▶ **Assignment**
A single number is the answer here: how many lines of the entries contain "ManagedEntity"?

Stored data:
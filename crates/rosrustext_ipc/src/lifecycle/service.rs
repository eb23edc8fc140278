use std::sync::Arc;

use rosrustext_ipc_core::lifecycle::ManagedEntity;
use rosrustext_ipc_core::wait_set::{WaitSet, WaitSetParticipant};

use super::endpoint::{EndpointGate, TransportEndpoint};
use crate::logging::LogSink;

/// Service that stops taking part in waits while deactivated.
///
/// Requests keep arriving at the transport; they are simply not waited on until
/// the service is activated again.
pub struct LifecycleService<S> {
    inner: Arc<S>,
    gate: EndpointGate,
}

impl<S: TransportEndpoint> LifecycleService<S> {
    pub fn new(inner: Arc<S>, sink: Arc<dyn LogSink>) -> Self {
        Self {
            inner,
            gate: EndpointGate::new(sink),
        }
    }

    pub fn service_name(&self) -> &str {
        self.inner.name()
    }

    /// Access to the underlying service (escape hatch).
    pub fn inner(&self) -> &Arc<S> {
        &self.inner
    }
}

impl<S: TransportEndpoint> WaitSetParticipant for LifecycleService<S> {
    fn add_to_wait_set(&self, wait_set: &mut WaitSet) -> bool {
        let name = self.inner.name();
        if !self.gate.admit(name, || {
            format!("Trying to wait for the service '{name}', but the service is not activated")
        }) {
            return true;
        }
        self.inner.add_to_wait_set(wait_set)
    }

    fn is_ready(&self, wait_set: &WaitSet) -> bool {
        self.gate.gate().is_active() && self.inner.is_ready(wait_set)
    }
}

impl<S: TransportEndpoint> ManagedEntity for LifecycleService<S> {
    fn on_activate(&self) {
        self.gate.gate().activate();
    }

    fn on_deactivate(&self) {
        self.gate.gate().deactivate();
    }

    fn is_activated(&self) -> bool {
        self.gate.gate().is_active()
    }
}

#[cfg(test)]
mod tests {
    use super::*;
    use crate::logging::RecordingLogSink;
    use crate::testing::FakeTransport;

    #[test]
    fn inactive_service_does_not_register() {
        let transport = Arc::new(FakeTransport::new("/get_map"));
        let sink = Arc::new(RecordingLogSink::new());
        let service = LifecycleService::new(Arc::clone(&transport), sink.clone());
        let mut ws = WaitSet::with_capacity(4);

        assert!(service.add_to_wait_set(&mut ws));
        assert!(ws.is_empty());
        assert_eq!(transport.registrations(), 0);
        assert_eq!(sink.warnings(), 1);
        assert!(sink.lines()[0].message.contains("service '/get_map'"));
    }

    #[test]
    fn active_service_returns_transport_result() {
        let transport = Arc::new(FakeTransport::new("/get_map"));
        transport.set_registration_result(false);
        let sink = Arc::new(RecordingLogSink::new());
        let service = LifecycleService::new(Arc::clone(&transport), sink.clone());
        service.on_activate();

        let mut ws = WaitSet::with_capacity(4);
        assert!(!service.add_to_wait_set(&mut ws));
        assert_eq!(transport.registrations(), 1);
        assert_eq!(sink.warnings(), 0);
    }

    #[test]
    fn readiness_is_masked_while_inactive() {
        let transport = Arc::new(FakeTransport::new("/get_map"));
        transport.set_ready(true);
        let sink = Arc::new(RecordingLogSink::new());
        let service = LifecycleService::new(Arc::clone(&transport), sink);
        let ws = WaitSet::with_capacity(1);

        assert!(!service.is_ready(&ws));
        service.on_activate();
        assert!(service.is_ready(&ws));
    }
}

▶ **Solution to the problem**
2